Open Source · 7 Languages · 900+ Problems

Project Euler Solutions

Complete solutions in C++, Python & Java — with step-by-step mathematical explanations

All Problems

Problem 361: Subsequence of Thue-Morse Sequence

View on Project Euler

Project Euler Problem 361 Solution

EulerSolve provides an optimized solution for Project Euler Problem 361, Subsequence of Thue-Morse Sequence, with C++, Python, Java, and a step-by-step mathematical explanation.

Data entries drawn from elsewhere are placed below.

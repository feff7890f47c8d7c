//! Human-readable status report of a cache file.

use crate::query::{EventQuery, StoreStats};
use crate::storage::{StoreSnapshot, SyncState};
use crate::types::record::TradeRecord;
use chrono::DateTime;
use colored::Colorize;
use std::fmt::Write;

const RECENT_EVENTS: usize = 5;

/// Everything the `status` command prints.
#[derive(Debug, Clone, PartialEq, Eq)]
pub struct StatusReport {
    pub state: SyncState,
    pub stats: StoreStats,
    pub recent: Vec<TradeRecord>,
    /// Whole hours and leftover minutes since `monitorStartTime`.
    pub run_time: (i64, i64),
}

impl StatusReport {
    #[must_use]
    pub fn from_snapshot(snapshot: StoreSnapshot, now_ms: i64) -> Self {
        let state = snapshot.state.clone();
        let query = EventQuery::from_snapshot(snapshot);
        let elapsed_mins = (now_ms - state.monitor_start_time).max(0) / 60_000;
        Self {
            stats: query.stats(),
            recent: query.list_recent(RECENT_EVENTS, None),
            run_time: (elapsed_mins / 60, elapsed_mins % 60),
            state,
        }
    }

    /// Renders the report with ANSI colors (honours `NO_COLOR` via `colored`).
    #[must_use]
    pub fn render(&self) -> String {
        let mut out = String::new();
        let rule = "═".repeat(60);

        let _ = writeln!(out, "{}", rule.bright_blue());
        let _ = writeln!(out, "{}", "  Trade Monitor Status".bright_cyan().bold());
        let _ = writeln!(out, "{}", rule.bright_blue());
        let _ = writeln!(
            out,
            "  {} {}",
            "Started:       ".bright_white(),
            format_ms(self.state.monitor_start_time)
        );
        let _ = writeln!(
            out,
            "  {} {}",
            "Last update:   ".bright_white(),
            format_ms(self.state.last_update)
        );
        let _ = writeln!(
            out,
            "  {} {}h {}m",
            "Run time:      ".bright_white(),
            self.run_time.0,
            self.run_time.1
        );
        let _ = writeln!(
            out,
            "  {} {}",
            "Total events:  ".bright_white(),
            self.stats.total_events.to_string().cyan()
        );
        let _ = writeln!(
            out,
            "  {} {}",
            "Cached events: ".bright_white(),
            self.stats.cached.to_string().cyan()
        );
        let _ = writeln!(
            out,
            "  {} {}",
            "Last signature:".bright_white(),
            self.state.last_signature.as_deref().unwrap_or("-")
        );
        let _ = writeln!(
            out,
            "  {} {} buy / {} sell",
            "Trades:        ".bright_white(),
            self.stats.buys.to_string().green(),
            self.stats.sells.to_string().red()
        );
        let _ = writeln!(
            out,
            "  {} {} users / {} funds",
            "Participants:  ".bright_white(),
            self.stats.unique_users,
            self.stats.unique_funds
        );

        if !self.recent.is_empty() {
            let _ = writeln!(out, "\n  {}", "Recent events".bright_white().bold());
            for record in &self.recent {
                let side = match record.trade_type {
                    crate::types::events::TradeType::Buy => record.trade_type.label().green(),
                    crate::types::events::TradeType::Sell => record.trade_type.label().red(),
                };
                let _ = writeln!(
                    out,
                    "  {} {:>4} {} @ {} │ user {} │ {}",
                    format_secs(record.timestamp).bright_black(),
                    side,
                    record.amount,
                    record.price,
                    short(&record.user_id),
                    short(&record.signature).bright_black()
                );
            }
        }
        let _ = writeln!(out, "{}", rule.bright_blue());
        out
    }
}

fn format_ms(ms: i64) -> String {
    DateTime::from_timestamp_millis(ms).map_or_else(
        || ms.to_string(),
        |t| t.format("%Y-%m-%d %H:%M:%S UTC").to_string(),
    )
}

fn format_secs(secs: i64) -> String {
    DateTime::from_timestamp(secs, 0).map_or_else(
        || secs.to_string(),
        |t| t.format("%Y-%m-%d %H:%M:%S").to_string(),
    )
}

fn short(value: &str) -> String {
    if value.chars().count() <= 12 {
        value.to_string()
    } else {
        let head: String = value.chars().take(8).collect();
        format!("{head}…")
    }
}
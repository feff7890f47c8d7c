//! Configuration management for the trade monitor.
//!
//! Configuration is assembled with [`MonitorConfigBuilder`]; the
//! [`MonitorConfigBuilder::from_env`] entry point seeds the builder from
//! `MONITOR_*` environment variables so the CLI can layer overrides on top.

use crate::utils::error::{MonitorError, Result};
use serde::{Deserialize, Serialize};
use solana_sdk::pubkey::Pubkey;
use std::path::PathBuf;
use std::str::FromStr;

/// Public devnet endpoint used when no RPC URL is configured.
pub const DEFAULT_RPC_URL: &str = "https://api.devnet.solana.com";
/// Trade logging program watched by default.
pub const DEFAULT_PROGRAM_ADDRESS: &str = "EAJ7QiDXgXH31m57RhDFMHTkBrDzxrFpcN8xUkPUqHLi";
pub const DEFAULT_CACHE_DIR: &str = "./cache";
pub const DEFAULT_CACHE_FILE: &str = "trading-events.json";

const DEFAULT_POLL_INTERVAL_SECS: u64 = 60;
const DEFAULT_BATCH_SIZE: usize = 50;
const DEFAULT_CONCURRENCY_LIMIT: usize = 5;
const DEFAULT_MAX_CACHE_EVENTS: usize = 1000;
const DEFAULT_BATCH_DELAY_MS: u64 = 100;
/// `getSignaturesForAddress` refuses limits above this.
const MAX_BATCH_SIZE: usize = 1000;

/// Transaction commitment level.
#[derive(Debug, Clone, Copy, PartialEq, Eq, Serialize, Deserialize, Default)]
#[serde(rename_all = "lowercase")]
pub enum CommitmentLevel {
    Processed,
    #[default]
    Confirmed,
    Finalized,
}

impl From<CommitmentLevel> for solana_sdk::commitment_config::CommitmentConfig {
    fn from(level: CommitmentLevel) -> Self {
        match level {
            CommitmentLevel::Processed => {
                solana_sdk::commitment_config::CommitmentConfig::processed()
            }
            CommitmentLevel::Confirmed => {
                solana_sdk::commitment_config::CommitmentConfig::confirmed()
            }
            CommitmentLevel::Finalized => {
                solana_sdk::commitment_config::CommitmentConfig::finalized()
            }
        }
    }
}

impl FromStr for CommitmentLevel {
    type Err = MonitorError;

    fn from_str(s: &str) -> Result<Self> {
        match s.trim().to_ascii_lowercase().as_str() {
            "processed" => Ok(Self::Processed),
            "confirmed" => Ok(Self::Confirmed),
            "finalized" => Ok(Self::Finalized),
            other => Err(MonitorError::ConfigError(format!(
                "Unknown commitment level '{other}'"
            ))),
        }
    }
}

/// Rules for trusting the timestamp embedded in an event payload.
///
/// Block time always wins. The embedded value is only used when block time is
/// missing, `fallback_to_embedded` is set and the value looks like seconds
/// since the epoch: positive, at most `max_plausible_secs` (larger values are
/// almost certainly milliseconds) and no more than `max_future_skew_secs`
/// ahead of the local clock.
#[derive(Debug, Clone, Copy, PartialEq, Eq, Serialize, Deserialize)]
pub struct TimestampPolicy {
    pub fallback_to_embedded: bool,
    pub max_plausible_secs: i64,
    pub max_future_skew_secs: i64,
}

impl Default for TimestampPolicy {
    fn default() -> Self {
        Self {
            fallback_to_embedded: true,
            max_plausible_secs: 100_000_000_000,
            max_future_skew_secs: 86_400,
        }
    }
}

/// Configuration for the trade monitor.
///
/// Use [`MonitorConfigBuilder`] to construct instances of this struct.
#[derive(Debug, Clone)]
pub struct MonitorConfig {
    /// RPC endpoint URL
    pub rpc_url: String,

    /// Program whose signatures are polled
    pub program_id: Pubkey,

    /// Directory holding the cache file
    pub cache_dir: PathBuf,

    /// Cache file name inside `cache_dir`
    pub cache_file: String,

    /// Polling interval in seconds (default: 60)
    pub poll_interval_secs: u64,

    /// Signatures requested per page (default: 50)
    pub batch_size: usize,

    /// Concurrent transaction fetches per page (default: 5)
    pub concurrency_limit: usize,

    /// Pause between concurrent fetch chunks in milliseconds (default: 100)
    pub batch_delay_ms: u64,

    /// Eviction cap for the live event collection (default: 1000)
    pub max_cache_events: usize,

    /// Desired commitment level (default: Confirmed)
    pub commitment_level: CommitmentLevel,

    /// Embedded timestamp sanity rules
    pub timestamp_policy: TimestampPolicy,

    /// Log filter handed to the tracing subscriber (default: "info")
    pub log_level: String,
}

impl MonitorConfig {
    /// Full path of the JSON cache file.
    #[must_use]
    pub fn cache_path(&self) -> PathBuf {
        self.cache_dir.join(&self.cache_file)
    }

    /// Loads configuration from the process environment with defaults for
    /// every unset variable.
    ///
    /// # Errors
    ///
    /// Returns `MonitorError::ConfigError` when a variable is set but invalid.
    pub fn from_env() -> Result<Self> {
        MonitorConfigBuilder::from_env()?.build()
    }
}

/// Builder for creating `MonitorConfig` instances.
///
/// # Example
///
/// ```
/// # use trade_event_monitor::MonitorConfigBuilder;
/// let config = MonitorConfigBuilder::new()
///     .with_rpc("http://127.0.0.1:8899")
///     .program_id("11111111111111111111111111111111")
///     .with_batch_size(25)
///     .build()
///     .unwrap();
/// assert_eq!(config.batch_size, 25);
/// ```
#[derive(Debug, Default, Clone)]
pub struct MonitorConfigBuilder {
    rpc_url: Option<String>,
    program_id: Option<String>,
    cache_dir: Option<PathBuf>,
    cache_file: Option<String>,
    poll_interval_secs: Option<u64>,
    batch_size: Option<usize>,
    concurrency_limit: Option<usize>,
    batch_delay_ms: Option<u64>,
    max_cache_events: Option<usize>,
    commitment_level: Option<CommitmentLevel>,
    timestamp_policy: Option<TimestampPolicy>,
    log_level: Option<String>,
}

Problem Summary Let \(t=0110100110010110\ldots\) be the infinite Thue-Morse word, the fixed point of the morphism \(\mu:0\mapsto01,\;1\mapsto10\). For each length \(\ell\), let \(T_\ell\) be the set of distinct factors of \(t\) of length \(\ell\). Sort \(T_\ell\) lexicographically, keep only the words whose first bit is \(1\), and then concatenate these filtered lists for \(\ell=1,2,3,\ldots\). Reading every chosen word as a binary integer produces the sequence \(A(1),A(2),\ldots\). The goal is to compute $\sum_{k=1}^{18} A(10^k) \pmod{10^9}.$ Mathematical Approach 1. Count the Number of Factors of Each Length Write $p(\ell)=|T_\ell|.$ The solution files use the standard Thue-Morse factor-complexity recurrence with the explicit base values $p(1)=2,\qquad p(2)=4,\qquad p(3)=6,$ and for \(n\ge 2\), $p(2n)=p(n)+p(n+1),\qquad p(2n+1)=2p(n+1).$ Now define the cumulative count $s(\ell)=\sum_{j=1}^{\ell} p(j).$ The code memoizes the derived recurrences $s(2n)=3s(n)+s(n+1)-8,\qquad s(2n+1)=4s(n)+3p(n+1)-8.$ Why does this help with the Project Euler sequence? Because the Thue-Morse word is closed under bitwise complement: if \(w\in T_\ell\), then \(\overline{w}\in T_\ell\). No nonempty binary word equals its own complement, so the factors of length \(\ell\) are paired into one word starting with \(0\) and one starting with \(1\)....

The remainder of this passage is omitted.